Creating a care journal for your person is one way to support connection by enhancing communication between family and friends. A care journal can be used in a hospice or hospital setting, or if your person is dying at home. You can invite anyone who is offering care to contribute - ideally with the blessing and permission of your person.
You can be intentional with the purpose of this journal. In addition to documenting health updates, it can serve as a running dialogue about each visit. It allows companions to share care, advocate for your person, and express hopes or concerns. You might encourage family and friends to journal about their experiences - sharing moments of connection, awareness, meaning, pleasure, and presence. They can also record stories about your person, adding depth to the journal. A care journal can often bridge gaps between differing points of view - offering a place to express what may not be easily said face-to-face. Below is a story of how I’ve used this supportive tool with a past client.

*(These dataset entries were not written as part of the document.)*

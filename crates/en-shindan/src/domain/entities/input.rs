//! Diagnosis input - raw form and validated input

use chrono::NaiveDate;
use serde::{Deserialize, Serialize};

use crate::domain::errors::DiagnosisError;
use crate::domain::services::calendar;
use crate::domain::value_objects::{Element, RomanName};

/// Raw diagnosis form as submitted by a client
///
/// Every field is optional here; [`DiagnosisForm::validate`] decides what is
/// missing. The aliases accept the field names used by the older
/// `getDiagnosis` endpoint.
#[derive(Debug, Clone, Default, PartialEq, Eq, Serialize, Deserialize)]
#[serde(rename_all = "camelCase")]
pub struct DiagnosisForm {
    #[serde(default, skip_serializing_if = "Option::is_none")]
    pub birth_date: Option<String>,
    #[serde(default, skip_serializing_if = "Option::is_none")]
    pub first_name: Option<String>,
    #[serde(default, skip_serializing_if = "Option::is_none")]
    pub last_name: Option<String>,
    #[serde(default, alias = "birthPrefecture", skip_serializing_if = "Option::is_none")]
    pub birth_region: Option<String>,
    #[serde(default, alias = "currentPrefecture", skip_serializing_if = "Option::is_none")]
    pub current_region: Option<String>,
    /// Question 1 answer (element symbol)
    #[serde(default, alias = "question1", skip_serializing_if = "Option::is_none")]
    pub work_pattern: Option<String>,
    /// Question 2 answer
    #[serde(default, alias = "question2", skip_serializing_if = "Option::is_none")]
    pub relationship_style: Option<String>,
    /// Question 3 answer
    #[serde(default, alias = "question3", skip_serializing_if = "Option::is_none")]
    pub stress_handling: Option<String>,
    /// Question 4 answer
    #[serde(default, alias = "question4", skip_serializing_if = "Option::is_none")]
    pub lifestyle_preference: Option<String>,
}

/// Validated diagnosis input
#[derive(Debug, Clone, PartialEq, Eq)]
pub struct DiagnosisInput {
    pub birth_date: NaiveDate,
    pub first_name: RomanName,
    pub last_name: RomanName,
    pub birth_region: String,
    pub current_region: String,
    /// Quiz answers; `None` is a non-vote
    pub answers: [Option<Element>; 4],
}

impl DiagnosisForm {
    /// Validate the form into a [`DiagnosisInput`]
    ///
    /// Checks run in a fixed order and stop at the first failure: required
    /// fields (in declaration order), first name pattern, last name pattern,
    /// then the birth date format.
    pub fn validate(&self) -> Result<DiagnosisInput, DiagnosisError> {
        let birth_date = required(&self.birth_date, "birthDate")?;
        let first_name = required(&self.first_name, "firstName")?;
        let last_name = required(&self.last_name, "lastName")?;
        let birth_region = required(&self.birth_region, "birthRegion")?;
        let current_region = required(&self.current_region, "currentRegion")?;
        let answers = [
            required(&self.work_pattern, "workPattern")?,
            required(&self.relationship_style, "relationshipStyle")?,
            required(&self.stress_handling, "stressHandling")?,
            required(&self.lifestyle_preference, "lifestylePreference")?,
        ];

        let first_name = RomanName::parse("firstName", first_name)?;
        let last_name = RomanName::parse("lastName", last_name)?;
        let birth_date = calendar::parse_birth_date(birth_date)?;

        Ok(DiagnosisInput {
            birth_date,
            first_name,
            last_name,
            birth_region: birth_region.trim().to_string(),
            current_region: current_region.trim().to_string(),
            answers: answers.map(|a| a.parse::<Element>().ok()),
        })
    }
}

/// Presence check: only a missing or empty value counts as absent
///
/// Whitespace-only values are present; names and dates reject them later,
/// regions resolve to the default element and answers become non-votes.
fn required<'a>(value: &'a Option<String>, field: &'static str) -> Result<&'a str, DiagnosisError> {
    match value.as_deref() {
        Some(v) if !v.is_empty() => Ok(v),
        _ => Err(DiagnosisError::missing(field)),
    }
}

I was hired by the son of a dying woman to provide respite from the demands of caregiving. He asked me to visit his mom daily. He lived near the hospice that his mom was at but he was having a difficult time juggling a demanding career and family life. The responsibility of caregiving landed on his shoulders as his sister lived out of town and their younger brother who also lived nearby was considered unreliable due to addiction challenges. I was honoured to be companioning their mother for the final month of her life. The family dynamics were complex. Trust had eroded, and the relationships were fraught with anger and long-held wounds. The older siblings were estranged from their younger brother. A care journal felt like a meaningful mode of communication for this disconnected family.
I first gained permission from the woman to place a journal at her bedside. We spoke about her hopes and fears, and when I asked about her wishes, she had only one: she wanted her family to stay connected after she died. She worried deeply that her children would drift further apart. Near the beginning of the journal, I clearly recorded her wish: “Your mom’s number one hope is that the three of you stay connected after her death.”
As we spent time together, I documented the comfort measures I offered - modeling care in hopes that others might do the same. I wrote about how she enjoyed leg and arm massages, how we listened to her favourite songs, and how she lit up when we told stories from her childhood. I captured those stories in the journal for her family to read - gifts of memory and meaning. I also used the journal to advocate for her needs. Her well-meaning youngest son often tried to feed her, even though her body was no longer asking for food. This forced eating caused her discomfort and bloating. I gently used a page in the journal to explain that at this stage of life, it’s normal to stop eating - the body no longer requires energy in the same way as before. I shared how listening to the body can bring more comfort than force feeding. This journal was also a tool to foster communication among her children. I encouraged everyone to jot down a few notes after their visits - how their mom was doing, what brought her comfort, and any stories or observations they wanted to share.
I still remember the first entry from the younger son. On a blank page, he scrawled a single word: “Mom.” And then . . . nothing. But over time, he began to write more. His voice slowly emerged, tender and uncertain at first, then stronger. His entries began to weave between those of his siblings, like threads finding each other. His sister began writing with more gentleness. The older brother’s tone softened too. It was deeply moving to witness this gradual change - a family slowly learning from each other, offering comfort strategies and updates, their voices beginning to come together in a shared purpose.
The journal offered space for expressions that might never have emerged in conversation. It held feelings, ideas, memories - written safely and without interruption. One day, the significance of this little book became crystal clear. I had accidentally slipped it into my bag and brought it home. An hour later, I received a text from the son. “Where is the care journal? I just got here and it’s nowhere to be found!” In that moment, I realized how central the journal had become. It was anchoring this family - giving them a place to gather around their mother’s bedside, even when they weren’t there at the same time.
Her daughter later told me that her own daughters had decided not to visit. They were too afraid to see their dear grandmother so close to death. She planned to share the journal with them when the time felt right, so they could know this chapter of their grandmother’s life, even if they hadn’t witnessed it directly. This simple care journal profoundly supported this family as they navigated the end-of-life journey. It gave them a way to process the enormous experience, to witness one another, and to hold space for grief, healing, and love.